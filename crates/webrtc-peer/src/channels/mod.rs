//! Data channel support

pub mod data_channel;
pub mod messages;

pub use data_channel::{DataChannel, DataChannelHandlers, DataChannelState, DataChannelStats};
pub use messages::{DataChannelMessage, MAX_MESSAGE_SIZE};
//! Configuration types for peers

use crate::{Error, Result};
use serde::{Deserialize, Serialize};
use std::fmt;
use std::str::FromStr;

/// Default STUN server used when the caller supplies none
pub const DEFAULT_STUN_SERVER: &str = "stun:stun.l.google.com:19302";

/// Default data channel label
pub const DEFAULT_DATA_CHANNEL_LABEL: &str = "dataChannel";

/// Negotiation mode of a peer
#[derive(Debug, Clone, Copy, PartialEq, Eq, Hash, Serialize, Deserialize)]
#[serde(rename_all = "lowercase")]
pub enum PeerMode {
    /// Only receives remote media; no local capture
    RecvOnly,
    /// Only sends local media
    SendOnly,
    /// Sends and receives media
    SendRecv,
}

impl PeerMode {
    /// Whether this mode attaches local media
    pub fn sends_media(&self) -> bool {
        !matches!(self, PeerMode::RecvOnly)
    }

    pub fn as_str(&self) -> &'static str {
        match self {
            PeerMode::RecvOnly => "recvonly",
            PeerMode::SendOnly => "sendonly",
            PeerMode::SendRecv => "sendrecv",
        }
    }
}

impl fmt::Display for PeerMode {
    fn fmt(&self, f: &mut fmt::Formatter<'_>) -> fmt::Result {
        f.write_str(self.as_str())
    }
}

impl FromStr for PeerMode {
    type Err = Error;

    fn from_str(s: &str) -> Result<Self> {
        match s {
            "recvonly" => Ok(PeerMode::RecvOnly),
            "sendonly" => Ok(PeerMode::SendOnly),
            "sendrecv" => Ok(PeerMode::SendRecv),
            other => Err(Error::InvalidConfig(format!("unknown peer mode '{}'", other))),
        }
    }
}

/// Where local video is captured from
#[derive(Debug, Clone, Copy, PartialEq, Eq, Default, Serialize, Deserialize)]
#[serde(rename_all = "lowercase")]
pub enum SendSource {
    /// Camera (and microphone) capture
    #[default]
    Webcam,
    /// Screen capture
    Screen,
}

impl FromStr for SendSource {
    type Err = Error;

    fn from_str(s: &str) -> Result<Self> {
        match s {
            "webcam" => Ok(SendSource::Webcam),
            "screen" => Ok(SendSource::Screen),
            other => Err(Error::InvalidConfig(format!("unknown send source '{}'", other))),
        }
    }
}

/// ICE server configuration
#[derive(Debug, Clone, PartialEq, Serialize, Deserialize)]
pub struct IceServer {
    /// Server URLs (stun:, stuns:, turn: or turns:)
    pub urls: Vec<String>,
    /// Username for TURN authentication
    #[serde(default, skip_serializing_if = "Option::is_none")]
    pub username: Option<String>,
    /// Credential for TURN authentication
    #[serde(default, skip_serializing_if = "Option::is_none")]
    pub credential: Option<String>,
}

impl IceServer {
    /// Create a STUN server entry
    pub fn stun(url: impl Into<String>) -> Self {
        Self {
            urls: vec![url.into()],
            username: None,
            credential: None,
        }
    }

    /// Create a TURN server entry with credentials
    pub fn turn(
        url: impl Into<String>,
        username: impl Into<String>,
        credential: impl Into<String>,
    ) -> Self {
        Self {
            urls: vec![url.into()],
            username: Some(username.into()),
            credential: Some(credential.into()),
        }
    }

    fn is_turn(&self) -> bool {
        self.urls
            .iter()
            .any(|u| u.starts_with("turn:") || u.starts_with("turns:"))
    }
}

/// ICE transport policy
#[derive(Debug, Clone, Copy, PartialEq, Eq, Default, Serialize, Deserialize)]
#[serde(rename_all = "lowercase")]
pub enum IceTransportPolicy {
    /// Use every candidate type
    #[default]
    All,
    /// Only relay (TURN) candidates
    Relay,
}

/// Bundle policy for the connection
#[derive(Debug, Clone, Copy, PartialEq, Eq, Default, Serialize, Deserialize)]
#[serde(rename_all = "kebab-case")]
pub enum BundlePolicy {
    #[default]
    Balanced,
    MaxCompat,
    MaxBundle,
}

/// Configuration handed to the underlying peer connection
#[derive(Debug, Clone, PartialEq, Default, Serialize, Deserialize)]
#[serde(default)]
pub struct RtcConfiguration {
    /// ICE servers; empty means "use the defaults"
    pub ice_servers: Vec<IceServer>,
    pub ice_transport_policy: IceTransportPolicy,
    pub bundle_policy: BundlePolicy,
}

impl RtcConfiguration {
    /// The configuration used when the caller supplies nothing
    pub fn defaults() -> Self {
        Self {
            ice_servers: vec![IceServer::stun(DEFAULT_STUN_SERVER)],
            ..Default::default()
        }
    }

    /// Merge this (caller) configuration over the defaults
    ///
    /// Caller ICE servers replace the default list; an empty list keeps it.
    pub fn merged_with_defaults(&self) -> Self {
        let defaults = Self::defaults();
        Self {
            ice_servers: if self.ice_servers.is_empty() {
                defaults.ice_servers
            } else {
                self.ice_servers.clone()
            },
            ice_transport_policy: self.ice_transport_policy,
            bundle_policy: self.bundle_policy,
        }
    }

    fn validate(&self) -> Result<()> {
        for server in &self.ice_servers {
            if server.urls.is_empty() {
                return Err(Error::InvalidConfig(
                    "ICE server entry without URLs".to_string(),
                ));
            }
            for url in &server.urls {
                let known = ["stun:", "stuns:", "turn:", "turns:"]
                    .iter()
                    .any(|scheme| url.starts_with(scheme));
                if !known {
                    return Err(Error::InvalidConfig(format!(
                        "ICE server URL must use stun:, stuns:, turn: or turns:, got {}",
                        url
                    )));
                }
            }
            if server.is_turn() && (server.username.is_none() || server.credential.is_none()) {
                return Err(Error::InvalidConfig(format!(
                    "TURN server {:?} requires username and credential",
                    server.urls
                )));
            }
        }

        if self.ice_transport_policy == IceTransportPolicy::Relay
            && !self.ice_servers.is_empty()
            && !self.ice_servers.iter().any(IceServer::is_turn)
        {
            return Err(Error::InvalidConfig(
                "relay transport policy requires at least one TURN server".to_string(),
            ));
        }

        Ok(())
    }
}

/// Extra constraints for one media kind
#[derive(Debug, Clone, PartialEq, Default, Serialize, Deserialize)]
#[serde(default, rename_all = "camelCase")]
pub struct TrackConstraints {
    pub width: Option<u32>,
    pub height: Option<u32>,
    pub frame_rate: Option<f64>,
    pub device_id: Option<String>,
}

/// Request for one media kind: a plain toggle or detailed constraints
#[derive(Debug, Clone, PartialEq, Serialize, Deserialize)]
#[serde(untagged)]
pub enum MediaRequest {
    Enabled(bool),
    Constraints(TrackConstraints),
}

impl MediaRequest {
    /// Anything but an explicit `false` requests the media kind
    pub fn is_requested(&self) -> bool {
        !matches!(self, MediaRequest::Enabled(false))
    }

    pub fn constraints(&self) -> Option<&TrackConstraints> {
        match self {
            MediaRequest::Constraints(c) => Some(c),
            MediaRequest::Enabled(_) => None,
        }
    }
}

impl Default for MediaRequest {
    fn default() -> Self {
        MediaRequest::Enabled(true)
    }
}

/// Media constraints for capture and receive-only transceivers
#[derive(Debug, Clone, PartialEq, Default, Serialize, Deserialize)]
#[serde(default)]
pub struct MediaConstraints {
    pub audio: MediaRequest,
    pub video: MediaRequest,
}

impl MediaConstraints {
    pub fn wants_audio(&self) -> bool {
        self.audio.is_requested()
    }

    pub fn wants_video(&self) -> bool {
        self.video.is_requested()
    }

    /// Constraints with only audio requested
    pub fn audio_only() -> Self {
        Self {
            audio: MediaRequest::Enabled(true),
            video: MediaRequest::Enabled(false),
        }
    }

    /// Constraints with only video requested
    pub fn video_only() -> Self {
        Self {
            audio: MediaRequest::Enabled(false),
            video: MediaRequest::Enabled(true),
        }
    }
}

/// Data channel delivery mode
///
/// Determines the reliability of message delivery.
#[derive(Debug, Clone, Copy, PartialEq, Eq, Default, Serialize, Deserialize)]
#[serde(rename_all = "lowercase")]
pub enum DataChannelMode {
    /// Reliable, ordered delivery (default)
    #[default]
    Reliable,
    /// Unreliable, unordered delivery (low latency)
    Unreliable,
}

impl DataChannelMode {
    /// Get the ordered setting
    pub fn ordered(&self) -> bool {
        match self {
            DataChannelMode::Reliable => true,
            DataChannelMode::Unreliable => false,
        }
    }

    /// Get the max retransmits setting
    pub fn max_retransmits(&self) -> Option<u16> {
        match self {
            DataChannelMode::Reliable => None,      // Unlimited retransmits
            DataChannelMode::Unreliable => Some(0), // No retransmits
        }
    }
}

/// Options of the data channel created at construction
#[derive(Debug, Clone, PartialEq, Serialize, Deserialize)]
#[serde(default)]
pub struct DataChannelConfig {
    /// Channel label (also used as the channel identifier)
    pub label: String,
    pub ordered: bool,
    pub max_retransmits: Option<u16>,
    pub max_packet_life_time: Option<u16>,
    pub protocol: String,
    /// Pre-negotiated channel id
    pub negotiated: Option<u16>,
    /// Threshold under which the buffered-amount-low event fires
    pub buffered_amount_low_threshold: Option<usize>,
}

impl Default for DataChannelConfig {
    fn default() -> Self {
        Self::from_mode(DataChannelMode::Reliable)
    }
}

impl DataChannelConfig {
    pub fn from_mode(mode: DataChannelMode) -> Self {
        Self {
            label: DEFAULT_DATA_CHANNEL_LABEL.to_string(),
            ordered: mode.ordered(),
            max_retransmits: mode.max_retransmits(),
            max_packet_life_time: None,
            protocol: String::new(),
            negotiated: None,
            buffered_amount_low_threshold: None,
        }
    }

    fn validate(&self) -> Result<()> {
        if self.label.is_empty() {
            return Err(Error::InvalidConfig(
                "data channel label must not be empty".to_string(),
            ));
        }
        if self.max_retransmits.is_some() && self.max_packet_life_time.is_some() {
            return Err(Error::InvalidConfig(
                "max_retransmits and max_packet_life_time are mutually exclusive".to_string(),
            ));
        }
        Ok(())
    }
}

/// Serializable peer configuration
///
/// Runtime collaborators (streams, callbacks, sinks) live in
/// [`crate::PeerOptions`]; this is the part that can be loaded from a file.
#[derive(Debug, Clone, PartialEq, Default, Serialize, Deserialize)]
#[serde(default)]
pub struct PeerConfig {
    /// Peer identifier (auto-generated if None)
    pub id: Option<String>,

    /// Mangle local descriptions to advertise three simulcast layers
    pub simulcast: bool,

    /// Capture source for local video
    pub send_source: SendSource,

    pub media_constraints: MediaConstraints,

    /// ICE configuration, merged over the defaults
    pub configuration: RtcConfiguration,

    /// Create a data channel at construction
    pub data_channels: bool,

    pub data_channel: DataChannelConfig,
}

impl PeerConfig {
    /// Validate configuration parameters
    ///
    /// # Errors
    ///
    /// Returns an error if:
    /// - `id` is present but empty
    /// - an ICE server URL has an unknown scheme or a TURN server lacks credentials
    /// - the data channel is requested with an empty label or conflicting reliability
    pub fn validate(&self) -> Result<()> {
        if matches!(self.id.as_deref(), Some("")) {
            return Err(Error::InvalidConfig("peer id must not be empty".to_string()));
        }

        self.configuration.validate()?;

        if self.data_channels {
            self.data_channel.validate()?;
        }

        Ok(())
    }

    /// Parse and validate a JSON configuration
    pub fn from_json_str(s: &str) -> Result<Self> {
        let config: Self = serde_json::from_str(s)?;
        config.validate()?;
        Ok(config)
    }

    /// Parse and validate a YAML configuration
    pub fn from_yaml_str(s: &str) -> Result<Self> {
        let config: Self = serde_yaml::from_str(s)?;
        config.validate()?;
        Ok(config)
    }
}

=-=-=

(Your objective): Wherever a line above contains "protocol", copy that line.

(Output):
    pub protocol: String,
            protocol: String::new(),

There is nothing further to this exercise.